Graff war ein geselliger Typ. Er pflegte Freundschaften mit vielen seiner von ihm porträtierten Persönlichkeiten, Geschäftspartnern und Kollegen. Darunter der polnische Kupferstecher Daniel Chodowiecki, die Schweizer Maler Salomon Gessner und Adrian Zingg[7] und den sächsischen Kupferstecher Johann Friedrich Bause. Bause reproduzierte viele der Porträts von Graff als Radierungen.[2] Diese machten sowohl den Namen wie auch das künstlerische Werk von Graff einer breiten Bevölkerungsschicht bekannt.[2]

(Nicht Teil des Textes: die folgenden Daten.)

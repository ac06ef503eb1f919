use std::{
    fs,
    path::{Path, PathBuf},
};

use log::info;
use serde::Serialize;
use serde_json::ser::PrettyFormatter;

use crate::{
    config::AppConfig,
    document::RawDocument,
    error::{Error, Result},
    requests::RequestClient,
};

/// Somewhere a statistics document can be loaded from.
#[allow(async_fn_in_trait)]
pub trait DocumentSource {
    async fn load(&self) -> Result<RawDocument>;
}

/// Fetches from the endpoint and mirrors every good response to the cache.
pub struct RemoteSource {
    client: RequestClient,
    url: String,
    cache_path: PathBuf,
}

impl RemoteSource {
    pub fn new(url: impl Into<String>, cache_path: impl Into<PathBuf>) -> Result<Self> {
        Ok(Self {
            client: RequestClient::new()?,
            url: url.into(),
            cache_path: cache_path.into(),
        })
    }
}

impl DocumentSource for RemoteSource {
    async fn load(&self) -> Result<RawDocument> {
        let body = self.client.fetch_url_body(&self.url).await?;
        let doc = RawDocument::from_json(&body, &self.url)?;
        write_cache(&self.cache_path, &doc)?;
        Ok(doc)
    }
}

/// Reads the document saved by the last successful fetch.
pub struct CacheSource {
    path: PathBuf,
}

impl CacheSource {
    pub fn new(path: impl Into<PathBuf>) -> Self {
        Self { path: path.into() }
    }
}

impl DocumentSource for CacheSource {
    async fn load(&self) -> Result<RawDocument> {
        info!("Using cached data from {}", self.path.display());
        read_cache(&self.path)
    }
}

pub enum DataSource {
    Remote(RemoteSource),
    Cache(CacheSource),
}

impl DataSource {
    pub fn new(use_cache: bool, config: &AppConfig) -> Result<Self> {
        if use_cache {
            Ok(Self::Cache(CacheSource::new(&config.cache_file)))
        } else {
            Ok(Self::Remote(RemoteSource::new(
                config.data_url.clone(),
                &config.cache_file,
            )?))
        }
    }
}

impl DocumentSource for DataSource {
    async fn load(&self) -> Result<RawDocument> {
        match self {
            Self::Remote(source) => source.load().await,
            Self::Cache(source) => source.load().await,
        }
    }
}

/// Writes `doc` pretty-printed with a four space indent.
pub fn write_cache(path: &Path, doc: &RawDocument) -> Result<()> {
    let mut buf = Vec::new();
    let mut serializer =
        serde_json::Serializer::with_formatter(&mut buf, PrettyFormatter::with_indent(b"    "));
    doc.serialize(&mut serializer).map_err(|source| Error::Parse {
        origin: path.display().to_string(),
        source,
    })?;
    buf.push(b'\n');

    fs::write(path, buf).map_err(|source| Error::CacheWrite {
        path: path.to_path_buf(),
        source,
    })
}

pub fn read_cache(path: &Path) -> Result<RawDocument> {
    let json = fs::read_to_string(path).map_err(|source| Error::CacheRead {
        path: path.to_path_buf(),
        source,
    })?;
    RawDocument::from_json(&json, &path.display().to_string())
}

#[cfg(test)]
mod tests {
    use super::*;

    fn sample() -> RawDocument {
        RawDocument::from_json(
            r#"{
                "lasUpdatedOn": 1591012800,
                "currentDayStats": {
                    "numberInfected": 500,
                    "countyInfectionsNumbers": {"BN": 10, "CJ": 20},
                    "complete": false,
                    "parsedOnString": "2020-06-01",
                    "averageAge": "45"
                },
                "historicalData": {
                    "2020-05-31": {"numberInfected": 480, "countyInfectionsNumbers": {"BN": 8, "CJ": 18}}
                },
                "charts": {"cases": [1, 2]}
            }"#,
            "sample",
        )
        .unwrap()
    }

    #[test]
    fn cache_round_trip_is_lossless() {
        let dir = tempfile::tempdir().unwrap();
        let path = dir.path().join("latest_data.json");
        let doc = sample();

        write_cache(&path, &doc).unwrap();
        assert_eq!(read_cache(&path).unwrap(), doc);
    }

    #[test]
    fn cache_is_indented_with_four_spaces() {
        let dir = tempfile::tempdir().unwrap();
        let path = dir.path().join("latest_data.json");
        write_cache(&path, &sample()).unwrap();

        let written = fs::read_to_string(&path).unwrap();
        assert!(written.contains("\n    \"lasUpdatedOn\": 1591012800"));
    }

    #[test]
    fn missing_cache_is_a_read_error() {
        let dir = tempfile::tempdir().unwrap();
        let err = read_cache(&dir.path().join("absent.json")).unwrap_err();
        assert!(matches!(err, Error::CacheRead { .. }));
    }

    #[test]
    fn garbage_cache_is_a_parse_error() {
        let dir = tempfile::tempdir().unwrap();
        let path = dir.path().join("latest_data.json");
        fs::write(&path, "not json").unwrap();
        assert!(matches!(read_cache(&path).unwrap_err(), Error::Parse { .. }));
    }

    #[tokio::test]
    async fn cached_source_does_not_write() {
        let dir = tempfile::tempdir().unwrap();
        let path = dir.path().join("latest_data.json");
        write_cache(&path, &sample()).unwrap();
        let before = fs::metadata(&path).unwrap().modified().unwrap();

        let config = AppConfig {
            cache_file: path.clone(),
            ..AppConfig::default()
        };
        let doc = DataSource::new(true, &config).unwrap().load().await.unwrap();
        assert_eq!(doc, sample());
        assert_eq!(fs::metadata(&path).unwrap().modified().unwrap(), before);
    }
}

Graff reiste oft nach Leipzig und Berlin. Sein Schwiegervater, Johann Georg Sulzer, machte ihn mit Persönlichkeiten des preussischen Hofs bekannt. Graff erfreute sich innert kürzester Zeit grosser Beliebtheit bei Hofe und gewann viele Kunden. Er hatte nie vergessen, mit wie viel Wohlwollen er in der preussischen Gesellschaft aufgenommen wurde. Seine 1778 verfasste Autobiographie beendete er mit dem Satz: “Berlin verdanke ich viel”.[8]

Am 16. Oktober 1771 heiratete Graff die Tochter von Johann Georg Sulzer, Elisabeth Sophie Augusta.[9] Graff und seine Ehefrau Elisabeth hatten 4 Kinder. Seine erste Tochter, Johanna Catharina Henrietta, starb bald nach der Geburt. Sein zweiter Sohn Georg starb 1801. 1803 wurde Graff wegen eines grauen Stars operiert.[10] Seine Ehefrau Elisabeth starb 1812. Anton Graff selbst starb am 22. Juni 1813 abends gegen 8 Uhr nach 12-tägiger Krankheit am Nervenfieber, 76 Jahr, 7 Monathe alt, wie es in der in der Leipziger Zeitung veröffentlichten Anzeige hiess mit der Caroline Susanne und Carl Anton das Ableben ihres Vaters bekannt gaben.[10] Graff hinterliess seinen beiden überlebenden Kindern Caroline Susanne (sie heiratete den Maler Karl Ludwig Kaaz, einen Schüler von Graff) und Carl Anton (er wurde Landschaftsmaler) ein Vermögen von 40'000 Talern.[10] Graff wurde auf dem ersten Johannisfriedhof in Dresden beigesetzt. Sein Grab ist nicht erhalten.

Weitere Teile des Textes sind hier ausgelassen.